What you will do: Without omitting anything, copy the data exactly.

Data extract:
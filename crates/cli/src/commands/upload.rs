//! upload command - Store local files in the bucket
//!
//! Each file is stored under its base name; directories in the argument are
//! not part of the key.

use std::path::{Path, PathBuf};

use bucket_core::{Error, ObjectRef, ObjectStore, Result, Session};
use clap::Args;
use tokio::fs::File;

/// Upload local files
#[derive(Args, Debug)]
pub struct UploadArgs {
    /// Local file(s) to upload
    #[arg(required = true, value_name = "FILE")]
    pub files: Vec<PathBuf>,
}

/// Execute the upload command
pub async fn execute(args: &UploadArgs, store: &dyn ObjectStore, session: &Session) -> Result<()> {
    for path in &args.files {
        upload_file(store, &session.bucket, path).await?;
    }
    Ok(())
}

/// Upload one file, returning the object it was stored as
pub async fn upload_file(store: &dyn ObjectStore, bucket: &str, path: &Path) -> Result<ObjectRef> {
    let open_error = |source| Error::FileOpen {
        path: path.to_path_buf(),
        source,
    };

    let file = File::open(path).await.map_err(open_error)?;
    if file.metadata().await.map_err(open_error)?.is_dir() {
        return Err(open_error(std::io::ErrorKind::IsADirectory.into()));
    }

    let object = ObjectRef::for_upload(bucket, path)?;
    let content_type = content_type_for(path);

    store
        .put_object(&object, file, content_type.as_deref())
        .await?;

    tracing::info!(path = %path.display(), %object, "Uploaded");
    Ok(object)
}

/// Guess the Content-Type from the file extension
fn content_type_for(path: &Path) -> Option<String> {
    mime_guess::from_path(path)
        .first()
        .map(|m| m.essence_str().to_string())
}
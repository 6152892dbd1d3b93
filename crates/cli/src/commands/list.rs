//! list command - Print every key in the bucket
//!
//! Keys are printed one per line in the order the service returns them.

use std::io::Write;

use bucket_core::{ObjectStore, Result, Session};
use clap::Args;

/// List objects (takes no arguments)
#[derive(Args, Debug)]
pub struct ListArgs {}

/// Execute the list command
pub async fn execute<W: Write>(store: &dyn ObjectStore, session: &Session, out: &mut W) -> Result<()> {
    let keys = store.list_keys(&session.bucket).await?;
    tracing::info!(bucket = %session.bucket, count = keys.len(), "Listed");

    for key in &keys {
        writeln!(out, "{key}")?;
    }
    out.flush()?;

    Ok(())
}

#[cfg(test)]
mod tests {
    use super::super::memory::MemoryStore;
    use super::*;

    fn session() -> Session {
        Session {
            region: "eu-west-1".to_string(),
            bucket: "b".to_string(),
        }
    }

    #[tokio::test]
    async fn test_list_empty_bucket_prints_nothing() {
        let store = MemoryStore::with_bucket("b");
        let mut out = Vec::new();

        execute(&store, &session(), &mut out).await.unwrap();
        assert!(out.is_empty());
    }

    #[tokio::test]
    async fn test_list_keeps_service_order() {
        let store = MemoryStore::with_bucket("b");
        store.insert("b", "zebra.txt", b"z");
        store.insert("b", "alpha.txt", b"a");
        store.insert("b", "photos/cat.png", b"c");

        let mut out = Vec::new();
        execute(&store, &session(), &mut out).await.unwrap();

        assert_eq!(
            String::from_utf8(out).unwrap(),
            "zebra.txt\nalpha.txt\nphotos/cat.png\n"
        );
    }

    #[tokio::test]
    async fn test_list_failure_passes_through() {
        let store = MemoryStore::default();
        let mut out = Vec::new();

        let err = execute(&store, &session(), &mut out).await.unwrap_err();
        assert!(err.to_string().starts_with("list objects: "));
        assert!(out.is_empty());
    }
}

Task output:
filename crates/cli/src/commands/upload.rs
//! upload command - Store local files in the bucket
//!
//! Each file is stored under its base name; directories in the argument are
//! not part of the key.

use std::path::{Path, PathBuf};

use bucket_core::{Error, ObjectRef, ObjectStore, Result, Session};
use clap::Args;
use tokio::fs::File;

/// Upload local files
#[derive(Args, Debug)]
pub struct UploadArgs {
    /// Local file(s) to upload
    #[arg(required = true, value_name = "FILE")]
    pub files: Vec<PathBuf>,
}

/// Execute the upload command
pub async fn execute(args: &UploadArgs, store: &dyn ObjectStore, session: &Session) -> Result<()> {
    for path in &args.files {
        upload_file(store, &session.bucket, path).await?;
    }
    Ok(())
}

/// Upload one file, returning the object it was stored as
pub async fn upload_file(store: &dyn ObjectStore, bucket: &str, path: &Path) -> Result<ObjectRef> {
    let open_error = |source| Error::FileOpen {
        path: path.to_path_buf(),
        source,
    };

    let file = File::open(path).await.map_err(open_error)?;
    if file.metadata().await.map_err(open_error)?.is_dir() {
        return Err(open_error(std::io::ErrorKind::IsADirectory.into()));
    }

    let object = ObjectRef::for_upload(bucket, path)?;
    let content_type = content_type_for(path);

    store
        .put_object(&object, file, content_type.as_deref())
        .await?;

    tracing::info!(path = %path.display(), %object, "Uploaded");
    Ok(object)
}

/// Guess the Content-Type from the file extension
fn content_type_for(path: &Path) -> Option<String> {
    mime_guess::from_path(path)
        .first()
        .map(|m| m.essence_str().to_string())
}
repository 6152892dbd1d3b93
filename crates/cli/src/commands/list.rs
//! list command - Print every key in the bucket
//!
//! Keys are printed one per line in the order the service returns them.

use std::io::Write;

use bucket_core::{ObjectStore, Result, Session};
use clap::Args;

/// List objects (takes no arguments)
#[derive(Args, Debug)]
pub struct ListArgs {}

/// Execute the list command
pub async fn execute<W: Write>(store: &dyn ObjectStore, session: &Session, out: &mut W) -> Result<()> {
    let keys = store.list_keys(&session.bucket).await?;
    tracing::info!(bucket = %session.bucket, count = keys.len(), "Listed");

    for key in &keys {
        writeln!(out, "{key}")?;
    }
    out.flush()?;

    Ok(())
}

#[cfg(test)]
mod tests {
    use super::super::memory::MemoryStore;
    use super::*;

    fn session() -> Session {
        Session {
            region: "eu-west-1".to_string(),
            bucket: "b".to_string(),
        }
    }

    #[tokio::test]
    async fn test_list_empty_bucket_prints_nothing() {
        let store = MemoryStore::with_bucket("b");
        let mut out = Vec::new();

        execute(&store, &session(), &mut out).await.unwrap();
        assert!(out.is_empty());
    }

    #[tokio::test]
    async fn test_list_keeps_service_order() {
        let store = MemoryStore::with_bucket("b");
        store.insert("b", "zebra.txt", b"z");
        store.insert("b", "alpha.txt", b"a");
        store.insert("b", "photos/cat.png", b"c");

        let mut out = Vec::new();
        execute(&store, &session(), &mut out).await.unwrap();

        assert_eq!(
            String::from_utf8(out).unwrap(),
            "zebra.txt\nalpha.txt\nphotos/cat.png\n"
        );
    }

    #[tokio::test]
    async fn test_list_failure_passes_through() {
        let store = MemoryStore::default();
        let mut out = Vec::new();

        let err = execute(&store, &session(), &mut out).await.unwrap_err();
        assert!(err.to_string().starts_with("list objects: "));
        assert!(out.is_empty());
    }
}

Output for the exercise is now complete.